Scan the records for the string "detail", then copy each line that has it.

BEGIN Excerpted records

//! Upload sequencer.
//!
//! Drives a [`ChunkTransmitter`] across a whole file, strictly one chunk at a
//! time, and publishes progress events. Supports cancellation between chunks.

use std::sync::{Arc, Mutex, PoisonError};

use filedrop_transfer::{ByteSource, ChunkDescriptor, SpeedCalculator, UploadSession, plan};
use tokio::sync::mpsc;
use tokio::sync::mpsc::error::TrySendError;
use tokio_util::sync::CancellationToken;
use tracing::{debug, error, info, warn};

use crate::error::UploadError;
use crate::transmitter::{ChunkTransmitter, ChunkUpload, TransmitError};
use crate::types::{FailurePolicy, FailureReason, UploadEvent, UploadOutcome, UploadReport};

const EVENT_CHANNEL_CAPACITY: usize = 256;

/// Uploads files chunk by chunk through a transmitter.
pub struct UploadSequencer {
    transmitter: Arc<dyn ChunkTransmitter>,
    policy: FailurePolicy,
    events_tx: mpsc::Sender<UploadEvent>,
    events_rx: Option<mpsc::Receiver<UploadEvent>>,
    cancel: Mutex<CancellationToken>,
}

impl UploadSequencer {
    /// Creates a sequencer with the default [`FailurePolicy::Abort`].
    pub fn new(transmitter: Arc<dyn ChunkTransmitter>) -> Self {
        let (events_tx, events_rx) = mpsc::channel(EVENT_CHANNEL_CAPACITY);
        Self {
            transmitter,
            policy: FailurePolicy::default(),
            events_tx,
            events_rx: Some(events_rx),
            cancel: Mutex::new(CancellationToken::new()),
        }
    }

    /// Sets the failure policy.
    pub fn with_policy(mut self, policy: FailurePolicy) -> Self {
        self.policy = policy;
        self
    }

    /// Uses an externally owned cancellation token.
    pub fn with_cancel_token(mut self, cancel: CancellationToken) -> Self {
        self.cancel = Mutex::new(cancel);
        self
    }

    /// Takes the event receiver. Can only be called once.
    ///
    /// Events are advisory: when the receiver lags behind, excess events are
    /// dropped rather than stalling the upload.
    pub fn take_events(&mut self) -> Option<mpsc::Receiver<UploadEvent>> {
        self.events_rx.take()
    }

    /// Returns the token the next [`run`](Self::run) checks before every chunk.
    ///
    /// A run that ends `Cancelled` retires its token; call this again to
    /// cancel a later run.
    pub fn cancel_token(&self) -> CancellationToken {
        self.cancel
            .lock()
            .unwrap_or_else(PoisonError::into_inner)
            .clone()
    }

    /// Uploads `source` in `chunk_size` pieces.
    ///
    /// Every call starts a fresh session at offset 0. Chunks are read and
    /// sent in ascending index order, and chunk `k + 1` is never read before
    /// chunk `k`'s transmission has resolved. An empty source completes
    /// without sending anything.
    ///
    /// # Panics
    ///
    /// Panics if `chunk_size` is zero.
    pub async fn run(&self, source: Arc<dyn ByteSource>, chunk_size: u64) -> UploadReport {
        let cancel = self.cancel_token();
        let report = self.run_with_cancel(source, chunk_size, &cancel).await;

        if cancel.is_cancelled() {
            let mut current = self.cancel.lock().unwrap_or_else(PoisonError::into_inner);
            if current.is_cancelled() {
                *current = CancellationToken::new();
            }
        }
        report
    }

    /// Like [`run`](Self::run), but checks `cancel` instead of the
    /// sequencer's own token.
    ///
    /// # Panics
    ///
    /// Panics if `chunk_size` is zero.
    pub async fn run_with_cancel(
        &self,
        source: Arc<dyn ByteSource>,
        chunk_size: u64,
        cancel: &CancellationToken,
    ) -> UploadReport {
        let chunks = plan(source.size(), chunk_size);
        let mut session = UploadSession::new(source.name(), source.size(), chunk_size);
        let mut speed = SpeedCalculator::default();

        info!(
            upload = %session.id(),
            file = %session.target(),
            total_bytes = session.total_bytes(),
            chunks = session.total_chunks(),
            chunk_size,
            policy = %self.policy,
            "upload started"
        );
        self.emit(UploadEvent::Started {
            upload_id: session.id().to_string(),
            target: session.target().to_string(),
            total_chunks: session.total_chunks(),
            total_bytes: session.total_bytes(),
        });

        let outcome = self
            .send_all(&mut session, &mut speed, &source, chunks, cancel)
            .await;
        self.finish(session, outcome)
    }

    async fn send_all(
        &self,
        session: &mut UploadSession,
        speed: &mut SpeedCalculator,
        source: &Arc<dyn ByteSource>,
        chunks: impl Iterator<Item = ChunkDescriptor>,
        cancel: &CancellationToken,
    ) -> UploadOutcome {
        speed.add_sample(0);

        for chunk in chunks {
            if cancel.is_cancelled() {
                return UploadOutcome::Cancelled;
            }

            if let Err(e) = session.begin_chunk(&chunk) {
                return failed_at(&chunk, FailureReason::Session(e.to_string()));
            }

            let data = match read_chunk(source, chunk).await {
                Ok(data) => data,
                Err(e) => return failed_at(&chunk, FailureReason::Read(e.to_string())),
            };

            let upload = ChunkUpload {
                target: session.target().to_string(),
                chunk,
                total_chunks: session.total_chunks(),
                data,
            };

            match self.transmitter.send(upload).await {
                Ok(()) => {
                    if let Err(e) = session.record_success(&chunk) {
                        return failed_at(&chunk, FailureReason::Session(e.to_string()));
                    }
                    speed.add_sample(chunk.len());

                    debug!(
                        upload = %session.id(),
                        chunk = chunk.index,
                        start = chunk.start,
                        end = chunk.end,
                        "chunk sent"
                    );
                    let remaining = session.total_bytes() - session.next_offset();
                    self.emit(UploadEvent::Progress {
                        upload_id: session.id().to_string(),
                        chunk: chunk.index,
                        total_chunks: session.total_chunks(),
                        transferred_bytes: session.transferred_bytes(),
                        total_bytes: session.total_bytes(),
                        bytes_per_second: speed.bytes_per_second(),
                        eta: speed.eta(remaining),
                    });
                }
                Err(TransmitError::Network(detail)) => match self.policy {
                    FailurePolicy::Abort => {
                        return failed_at(&chunk, FailureReason::Network(detail));
                    }
                    FailurePolicy::Continue => {
                        warn!(
                            upload = %session.id(),
                            chunk = chunk.index,
                            error = %detail,
                            "chunk failed, continuing"
                        );
                        if let Err(e) = session.record_skipped(&chunk, &detail) {
                            return failed_at(&chunk, FailureReason::Session(e.to_string()));
                        }
                        self.emit(UploadEvent::ChunkSkipped {
                            upload_id: session.id().to_string(),
                            chunk: chunk.index,
                            error: detail,
                        });
                    }
                },
            }
        }

        UploadOutcome::Completed
    }

    /// Applies the terminal transition, logs it and emits the final event.
    fn finish(&self, mut session: UploadSession, outcome: UploadOutcome) -> UploadReport {
        let upload_id = session.id().to_string();
        let target = session.target().to_string();

        let transition = match &outcome {
            UploadOutcome::Completed => session.complete(),
            UploadOutcome::FailedAtChunk { index, reason } => {
                session.fail(*index, &reason.to_string())
            }
            UploadOutcome::Cancelled => session.cancel(),
        };
        if let Err(e) = transition {
            error!(upload = %upload_id, error = %e, "invalid terminal transition");
        }

        match &outcome {
            UploadOutcome::Completed => {
                info!(
                    upload = %upload_id,
                    file = %target,
                    chunks = session.completed_chunks(),
                    skipped = session.failed_chunks().len(),
                    "upload completed"
                );
                self.emit(UploadEvent::Completed { upload_id, target });
            }
            UploadOutcome::FailedAtChunk { index, reason } => {
                error!(
                    upload = %upload_id,
                    file = %target,
                    chunk = index,
                    sent = session.completed_chunks(),
                    error = %reason,
                    "upload failed"
                );
                self.emit(UploadEvent::Failed {
                    upload_id,
                    target,
                    chunk: *index,
                    error: reason.to_string(),
                });
            }
            UploadOutcome::Cancelled => {
                info!(
                    upload = %upload_id,
                    file = %target,
                    sent = session.completed_chunks(),
                    "upload cancelled"
                );
                self.emit(UploadEvent::Cancelled { upload_id, target });
            }
        }

        UploadReport {
            progress: session.progress(),
            outcome,
        }
    }

    fn emit(&self, event: UploadEvent) {
        match self.events_tx.try_send(event) {
            Ok(()) | Err(TrySendError::Closed(_)) => {}
            Err(TrySendError::Full(_)) => debug!("event receiver lagging, event dropped"),
        }
    }
}

fn failed_at(chunk: &ChunkDescriptor, reason: FailureReason) -> UploadOutcome {
    UploadOutcome::FailedAtChunk {
        index: chunk.index,
        reason,
    }
}

/// Reads one chunk on the blocking pool.
async fn read_chunk(
    source: &Arc<dyn ByteSource>,
    chunk: ChunkDescriptor,
) -> Result<Vec<u8>, UploadError> {
    let source = Arc::clone(source);
    let data = tokio::task::spawn_blocking(move || source.read_chunk(&chunk))
        .await
        .map_err(|e| UploadError::Join(e.to_string()))??;
    Ok(data)
}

END Excerpted records

Answer to this problem.
                Err(TransmitError::Network(detail)) => match self.policy {
                        return failed_at(&chunk, FailureReason::Network(detail));
                            error = %detail,
                        if let Err(e) = session.record_skipped(&chunk, &detail) {
                            error: detail,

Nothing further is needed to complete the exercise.